Exercise details
Search the data for the word "until" and copy out every line that has it.
----------------------------------------
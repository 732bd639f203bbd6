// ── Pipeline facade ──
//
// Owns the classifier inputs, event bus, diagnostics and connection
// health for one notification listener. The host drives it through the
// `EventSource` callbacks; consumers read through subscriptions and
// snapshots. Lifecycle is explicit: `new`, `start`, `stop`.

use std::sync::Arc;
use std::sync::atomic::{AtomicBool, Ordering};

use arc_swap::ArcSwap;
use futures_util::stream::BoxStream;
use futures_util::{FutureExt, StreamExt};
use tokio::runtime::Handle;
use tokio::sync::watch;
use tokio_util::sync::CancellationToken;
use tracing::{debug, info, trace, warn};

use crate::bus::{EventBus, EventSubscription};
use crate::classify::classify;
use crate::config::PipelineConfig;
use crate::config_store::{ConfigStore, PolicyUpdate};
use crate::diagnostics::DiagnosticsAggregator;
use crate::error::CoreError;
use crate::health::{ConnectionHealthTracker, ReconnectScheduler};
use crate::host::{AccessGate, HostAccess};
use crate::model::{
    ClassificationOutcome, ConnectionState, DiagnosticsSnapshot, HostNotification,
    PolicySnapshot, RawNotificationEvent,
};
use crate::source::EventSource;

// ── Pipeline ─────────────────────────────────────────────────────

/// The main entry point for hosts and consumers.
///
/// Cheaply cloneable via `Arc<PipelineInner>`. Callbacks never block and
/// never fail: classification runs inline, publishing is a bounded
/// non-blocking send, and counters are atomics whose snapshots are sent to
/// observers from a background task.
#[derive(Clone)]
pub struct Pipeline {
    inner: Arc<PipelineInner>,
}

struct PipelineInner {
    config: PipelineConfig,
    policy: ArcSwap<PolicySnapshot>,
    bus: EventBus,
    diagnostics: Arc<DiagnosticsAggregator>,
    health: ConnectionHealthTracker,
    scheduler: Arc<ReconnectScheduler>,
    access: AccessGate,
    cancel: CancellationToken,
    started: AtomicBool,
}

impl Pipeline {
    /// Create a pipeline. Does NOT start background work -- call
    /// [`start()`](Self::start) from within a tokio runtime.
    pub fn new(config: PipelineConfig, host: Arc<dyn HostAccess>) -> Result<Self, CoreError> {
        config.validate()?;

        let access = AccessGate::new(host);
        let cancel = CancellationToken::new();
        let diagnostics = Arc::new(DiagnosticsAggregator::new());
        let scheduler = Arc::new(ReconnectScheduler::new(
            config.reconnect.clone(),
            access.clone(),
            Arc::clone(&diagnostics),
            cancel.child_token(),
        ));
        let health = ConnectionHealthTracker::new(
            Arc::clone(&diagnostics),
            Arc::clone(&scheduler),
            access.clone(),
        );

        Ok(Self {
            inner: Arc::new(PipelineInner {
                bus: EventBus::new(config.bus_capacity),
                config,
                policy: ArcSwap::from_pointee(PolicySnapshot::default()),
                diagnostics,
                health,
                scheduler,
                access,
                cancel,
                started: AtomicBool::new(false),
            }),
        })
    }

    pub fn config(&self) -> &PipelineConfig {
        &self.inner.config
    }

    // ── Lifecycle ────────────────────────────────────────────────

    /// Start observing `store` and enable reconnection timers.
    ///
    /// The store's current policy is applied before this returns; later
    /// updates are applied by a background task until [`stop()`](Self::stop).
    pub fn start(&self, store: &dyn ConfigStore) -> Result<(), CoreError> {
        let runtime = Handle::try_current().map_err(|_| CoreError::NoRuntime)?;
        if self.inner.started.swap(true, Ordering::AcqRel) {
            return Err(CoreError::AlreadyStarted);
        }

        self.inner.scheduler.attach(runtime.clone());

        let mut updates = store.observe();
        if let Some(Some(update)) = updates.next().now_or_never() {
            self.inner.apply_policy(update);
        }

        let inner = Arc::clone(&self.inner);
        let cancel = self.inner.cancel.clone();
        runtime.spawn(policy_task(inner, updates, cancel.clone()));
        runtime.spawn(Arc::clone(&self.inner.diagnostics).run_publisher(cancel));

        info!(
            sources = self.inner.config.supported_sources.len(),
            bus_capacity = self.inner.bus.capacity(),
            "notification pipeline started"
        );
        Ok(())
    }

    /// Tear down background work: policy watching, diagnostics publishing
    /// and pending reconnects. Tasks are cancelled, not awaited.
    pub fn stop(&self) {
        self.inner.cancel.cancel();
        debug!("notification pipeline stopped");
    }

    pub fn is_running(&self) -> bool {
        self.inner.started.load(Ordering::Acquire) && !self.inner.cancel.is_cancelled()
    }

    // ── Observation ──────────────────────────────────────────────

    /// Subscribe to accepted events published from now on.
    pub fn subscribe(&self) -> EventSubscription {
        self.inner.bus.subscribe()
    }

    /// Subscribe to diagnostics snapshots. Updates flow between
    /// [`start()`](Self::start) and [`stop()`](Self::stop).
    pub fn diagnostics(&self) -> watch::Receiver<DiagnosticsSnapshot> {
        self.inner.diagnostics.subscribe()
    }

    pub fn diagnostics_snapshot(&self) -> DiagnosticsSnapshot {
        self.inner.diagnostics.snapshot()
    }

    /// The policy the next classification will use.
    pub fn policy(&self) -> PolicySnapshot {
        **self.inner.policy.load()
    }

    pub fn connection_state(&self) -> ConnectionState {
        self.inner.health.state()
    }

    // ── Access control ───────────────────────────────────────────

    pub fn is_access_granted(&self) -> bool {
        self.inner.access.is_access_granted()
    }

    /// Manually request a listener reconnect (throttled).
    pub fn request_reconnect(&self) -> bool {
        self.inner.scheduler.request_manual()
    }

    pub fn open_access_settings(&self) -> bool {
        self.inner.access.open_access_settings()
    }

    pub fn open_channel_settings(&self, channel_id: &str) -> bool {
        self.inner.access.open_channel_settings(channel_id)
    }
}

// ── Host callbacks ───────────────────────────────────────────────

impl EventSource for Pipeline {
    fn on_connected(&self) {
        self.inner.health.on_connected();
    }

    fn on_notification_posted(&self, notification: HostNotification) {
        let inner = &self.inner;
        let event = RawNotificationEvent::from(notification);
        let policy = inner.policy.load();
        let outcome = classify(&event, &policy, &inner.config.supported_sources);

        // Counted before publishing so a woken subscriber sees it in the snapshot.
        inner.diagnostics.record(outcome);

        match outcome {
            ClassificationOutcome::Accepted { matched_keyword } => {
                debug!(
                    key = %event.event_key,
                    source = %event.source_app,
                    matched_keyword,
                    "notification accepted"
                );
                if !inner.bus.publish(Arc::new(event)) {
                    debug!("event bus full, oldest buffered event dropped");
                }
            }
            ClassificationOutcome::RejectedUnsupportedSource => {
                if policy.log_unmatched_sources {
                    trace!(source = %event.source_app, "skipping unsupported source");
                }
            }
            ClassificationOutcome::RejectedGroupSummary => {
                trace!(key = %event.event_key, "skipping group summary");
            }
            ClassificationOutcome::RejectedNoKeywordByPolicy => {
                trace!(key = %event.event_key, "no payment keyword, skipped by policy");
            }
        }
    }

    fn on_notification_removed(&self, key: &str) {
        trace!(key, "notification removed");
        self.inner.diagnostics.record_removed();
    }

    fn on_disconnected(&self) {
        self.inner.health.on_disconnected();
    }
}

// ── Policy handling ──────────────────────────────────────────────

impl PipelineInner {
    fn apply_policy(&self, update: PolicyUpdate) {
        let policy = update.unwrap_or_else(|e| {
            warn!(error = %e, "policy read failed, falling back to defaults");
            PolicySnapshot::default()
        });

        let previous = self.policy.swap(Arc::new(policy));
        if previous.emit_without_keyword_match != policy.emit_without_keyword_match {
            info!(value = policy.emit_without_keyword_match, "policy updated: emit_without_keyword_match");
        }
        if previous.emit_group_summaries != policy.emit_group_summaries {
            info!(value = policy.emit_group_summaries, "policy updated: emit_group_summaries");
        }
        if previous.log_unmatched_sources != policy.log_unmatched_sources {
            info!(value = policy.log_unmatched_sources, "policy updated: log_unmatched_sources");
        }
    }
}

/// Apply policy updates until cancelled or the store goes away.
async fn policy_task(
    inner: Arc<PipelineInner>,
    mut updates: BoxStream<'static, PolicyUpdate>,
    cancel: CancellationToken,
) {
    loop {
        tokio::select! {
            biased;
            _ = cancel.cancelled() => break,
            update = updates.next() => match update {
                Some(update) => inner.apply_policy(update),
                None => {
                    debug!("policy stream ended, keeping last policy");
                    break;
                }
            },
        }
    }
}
----------------------------------------
Answer below
    /// updates are applied by a background task until [`stop()`](Self::stop).
/// Apply policy updates until cancelled or the store goes away.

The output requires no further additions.